Like many projects, we deploy to many environments, QA, UA, Developer trunks, etc..
What is the best way to store sensitive configuration parameters in SVN? Or, should you not and just maintain a smaller unversioned file with credentials in it on the server?
Mainly, we do not want to expose production credentials to every developer.
I would not store configuration information in the repository at all. That way you don't have to worry about SVN trying to update the config when you update your source.
I would agree with adam. If its not something that benefits everybody who works on the project, it shouldn't be under version control. If somebody checks out a copy of your code, will your personal project files help them? Probably not. It would most likely just clutter things up.
I'd rather provide configuration examples than real config files. In my project there is setup.default.php file in root directory that every user need to copy as setup.php and amend to match local environment. Additionally, to prevent checking in back customised setup files there is a rule for it in .svnignore.

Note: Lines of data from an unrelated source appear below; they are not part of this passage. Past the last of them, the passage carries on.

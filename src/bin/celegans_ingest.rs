use std::process::ExitCode;

use camino::Utf8PathBuf;
use clap::{Args, Parser, Subcommand};
use miette::IntoDiagnostic;
use tracing_subscriber::EnvFilter;

use celegans_ingestion::app::{App, IngestOptions, ProgressSink};
use celegans_ingestion::bucket::LocalBucket;
use celegans_ingestion::config::{ConfigLoader, ResolvedConfig};
use celegans_ingestion::domain::DatasetId;
use celegans_ingestion::error::IngestError;
use celegans_ingestion::output::{JsonOutput, LogSink, OutputMode};
use celegans_ingestion::store::Store;

#[derive(Parser)]
#[command(name = "celegans-ingest")]
#[command(about = "Compute EM tile pyramid metadata and publish C. elegans datasets")]
#[command(version, author)]
struct Cli {
    #[arg(long, global = true, help = "print JSON summaries instead of progress logs")]
    non_interactive: bool,

    #[arg(long, global = true, help = "run with debug logs")]
    debug: bool,

    #[command(subcommand)]
    command: Commands,
}

#[derive(Subcommand)]
enum Commands {
    #[command(about = "Compute EM tiles metadata and print it as JSON")]
    Metadata(MetadataArgs),
    #[command(about = "Compute, merge and upload EM tiles metadata and tiles")]
    Ingest(IngestArgs),
    #[command(about = "Show the viewer configuration of an ingested dataset")]
    ViewerConfig(ViewerConfigArgs),
}

#[derive(Args)]
struct MetadataArgs {
    #[arg(required = true, help = "directory or files with EM tiles")]
    em_paths: Vec<Utf8PathBuf>,

    #[arg(long, help = "indentation to use in the JSON output")]
    indent: Option<usize>,
}

#[derive(Args)]
struct BucketArgs {
    #[arg(long, help = "bucket directory (envvar: C_ELEGANS_BUCKET)")]
    bucket: Option<Utf8PathBuf>,

    #[arg(long)]
    config: Option<String>,
}

#[derive(Args)]
struct IngestArgs {
    #[arg(long, help = "dataset identifier for the ingested files")]
    id: String,

    #[arg(
        short,
        long,
        num_args = 1..,
        required_unless_present = "segmentation",
        help = "directory or files with EM tiles"
    )]
    em: Vec<Utf8PathBuf>,

    #[arg(long, num_args = 1.., help = "directory or s<slice>.json segmentation files")]
    segmentation: Vec<Utf8PathBuf>,

    #[arg(
        long,
        help = "overwrite files in the bucket (the merged EM metadata is always republished)"
    )]
    overwrite: bool,

    #[arg(long, help = "show what would have been uploaded and where")]
    dry_run: bool,

    #[command(flatten)]
    bucket: BucketArgs,
}

#[derive(Args)]
struct ViewerConfigArgs {
    #[arg(long, help = "dataset identifier")]
    id: String,

    #[command(flatten)]
    bucket: BucketArgs,
}

fn main() -> ExitCode {
    if let Err(report) = run() {
        eprintln!("{report:?}");
        if let Some(error) = report.downcast_ref::<IngestError>() {
            return ExitCode::from(map_exit_code(error));
        }
        return ExitCode::from(1);
    }
    ExitCode::SUCCESS
}

fn map_exit_code(error: &IngestError) -> u8 {
    match error {
        IngestError::MalformedTileName { .. }
        | IngestError::UnsupportedTileFormat(_)
        | IngestError::TileDecode { .. }
        | IngestError::InconsistentTileSize { .. }
        | IngestError::MixedZoomLevels { .. }
        | IngestError::MixedSlices { .. }
        | IngestError::MissingSlice(_)
        | IngestError::TileGridTooLarge { .. }
        | IngestError::MalformedSegmentationName { .. }
        | IngestError::EmptyTileGrid
        | IngestError::EmptyTileSet => 2,
        IngestError::MetadataNotFound(_) => 2,
        IngestError::Storage { .. } => 3,
        _ => 1,
    }
}

fn run() -> miette::Result<()> {
    let cli = Cli::parse();

    let default_level = if cli.debug { "debug" } else { "info" };
    let filter =
        EnvFilter::try_from_default_env().unwrap_or_else(|_| EnvFilter::new(default_level));
    tracing_subscriber::fmt()
        .with_env_filter(filter)
        .with_target(false)
        .with_writer(std::io::stderr)
        .init();

    let output_mode = if cli.non_interactive {
        OutputMode::NonInteractive
    } else {
        OutputMode::Interactive
    };
    let sink: &dyn ProgressSink = match output_mode {
        OutputMode::Interactive => &LogSink,
        OutputMode::NonInteractive => &JsonOutput,
    };

    let store = Store::new()?;

    match cli.command {
        Commands::Metadata(args) => {
            let config = ConfigLoader::resolve(None)?;
            let app = build_app(store, &config, None);
            let metadata = app.compute_metadata(&args.em_paths, sink)?;
            JsonOutput::print_metadata(&metadata, args.indent).into_diagnostic()
        }
        Commands::Ingest(args) => {
            let dataset: DatasetId = args.id.parse()?;
            let config = ConfigLoader::resolve(args.bucket.config.as_deref())?;
            let app = build_app(store, &config, args.bucket.bucket);
            let options = IngestOptions {
                overwrite: args.overwrite,
                dry_run: args.dry_run,
            };
            let em = if args.em.is_empty() {
                tracing::info!("skipping EM tiles upload: flag not set");
                None
            } else {
                Some(app.ingest_em(&dataset, &args.em, options, sink)?)
            };
            let segmentation = if args.segmentation.is_empty() {
                tracing::info!("skipping segmentation upload: flag not set");
                None
            } else {
                Some(app.ingest_segmentations(&dataset, &args.segmentation, options, sink)?)
            };
            match output_mode {
                OutputMode::NonInteractive => {
                    JsonOutput::print_ingest(em.as_ref(), segmentation.as_ref()).into_diagnostic()
                }
                OutputMode::Interactive => {
                    let verb = if options.dry_run {
                        "upload simulation for"
                    } else {
                        "uploading"
                    };
                    tracing::info!("==> Done {verb} dataset '{dataset}'!");
                    Ok(())
                }
            }
        }
        Commands::ViewerConfig(args) => {
            let dataset: DatasetId = args.id.parse()?;
            let config = ConfigLoader::resolve(args.bucket.config.as_deref())?;
            let app = build_app(store, &config, args.bucket.bucket);
            let viewer = app.viewer_config(&dataset, sink)?;
            JsonOutput::print_viewer_config(&viewer).into_diagnostic()
        }
    }
}

fn build_app(
    store: Store,
    config: &ResolvedConfig,
    bucket_override: Option<Utf8PathBuf>,
) -> App<LocalBucket> {
    let bucket_dir = bucket_override
        .or_else(|| config.bucket.clone())
        .unwrap_or_else(|| store.default_bucket_dir());
    tracing::debug!(bucket = %bucket_dir, "using local bucket");
    App::new(store, LocalBucket::new(bucket_dir), config.clone())
}

#[cfg(test)]
mod tests {
    use clap::CommandFactory;

    use super::*;

    #[test]
    fn cli_definition_is_valid() {
        Cli::command().debug_assert();
    }

    #[test]
    fn overwrite_help_mentions_metadata_republishing() {
        let command = Cli::command();
        let ingest = command.find_subcommand("ingest").unwrap();
        let overwrite = ingest
            .get_arguments()
            .find(|arg| arg.get_id() == "overwrite")
            .unwrap();
        let help = overwrite.get_help().unwrap().to_string();
        assert!(help.contains("EM metadata is always republished"));
    }

    #[test]
    fn ingest_accepts_segmentation_without_em() {
        let cli = Cli::try_parse_from([
            "celegans-ingest",
            "ingest",
            "--id",
            "ds",
            "--segmentation",
            "seg/s1.json",
            "seg/s2.json",
        ])
        .unwrap();
        let Commands::Ingest(args) = cli.command else {
            panic!("expected the ingest command");
        };
        assert!(args.em.is_empty());
        assert_eq!(args.segmentation.len(), 2);

        assert!(Cli::try_parse_from(["celegans-ingest", "ingest", "--id", "ds"]).is_err());
    }
}
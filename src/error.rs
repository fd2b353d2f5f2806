use std::path::PathBuf;

use miette::Diagnostic;
use thiserror::Error;

#[derive(Debug, Error, Diagnostic)]
pub enum IngestError {
    #[error("invalid dataset identifier: {0}")]
    InvalidDatasetId(String),

    #[error("malformed EM tile name {path}: {reason}")]
    #[diagnostic(help("tiles must be named <slice>/<row>_<column>_<zoom>.<ext>"))]
    MalformedTileName { path: PathBuf, reason: String },

    #[error("unsupported EM tile image format: {0} (supported: jpg, jpeg, png)")]
    UnsupportedTileFormat(PathBuf),

    #[error("failed to read EM tile image {path}: {message}")]
    TileDecode { path: PathBuf, message: String },

    #[error(
        "EM tile {path} is {}x{} pixels, expected {}x{} like the other tiles of its zoom level",
        .found.0, .found.1, .expected.0, .expected.1
    )]
    #[diagnostic(help("tiles of one (slice, zoom) group must share the same pixel size"))]
    InconsistentTileSize {
        path: PathBuf,
        expected: (u32, u32),
        found: (u32, u32),
    },

    #[error("EM tile {path} has zoom {found}, expected {expected}")]
    MixedZoomLevels {
        path: PathBuf,
        expected: u32,
        found: u32,
    },

    #[error("EM tile {path} belongs to slice {found:?}, expected slice {expected:?}")]
    MixedSlices {
        path: PathBuf,
        expected: Option<u32>,
        found: Option<u32>,
    },

    #[error("EM tile {0} has no slice index")]
    MissingSlice(PathBuf),

    #[error("EM tile {path} needs a {columns}x{rows} grid, which exceeds {max_cells} cells")]
    #[diagnostic(help("row and column indices in tile names must stay within the pyramid level"))]
    TileGridTooLarge {
        path: PathBuf,
        columns: u64,
        rows: u64,
        max_cells: u64,
    },

    #[error("malformed segmentation file name {path}: {reason}")]
    #[diagnostic(help("segmentation files must be named s<slice>.json"))]
    MalformedSegmentationName { path: PathBuf, reason: String },

    #[error("tiles can not be an empty list")]
    EmptyTileGrid,

    #[error("no EM tiles to compute metadata from")]
    EmptyTileSet,

    #[error("EM tiles metadata is malformed: {0}")]
    MetadataCorrupt(String),

    #[error("EM tiles metadata not found for dataset: {0}")]
    MetadataNotFound(String),

    #[error("failed to read config file at {0}")]
    ConfigRead(PathBuf),

    #[error("failed to parse JSON config: {0}")]
    ConfigParse(String),

    #[error("filesystem error: {0}")]
    Filesystem(String),

    #[error("bucket {bucket}: {message}")]
    Storage { bucket: String, message: String },
}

$ echo 'setup.php' > .svnignore
$ svn propset svn:ignore -F .svnignore .
This is a problem I have run into as well. I think the answer is to check in a Template (such as you have with setup.php.default) and then use an automated tool such as Phing to make the push to development. If you use recognizable tokens in the setup.php file then Phing will be able to replace these tokens with individual server values. Also, an easy one step push live will be a helpful process to have.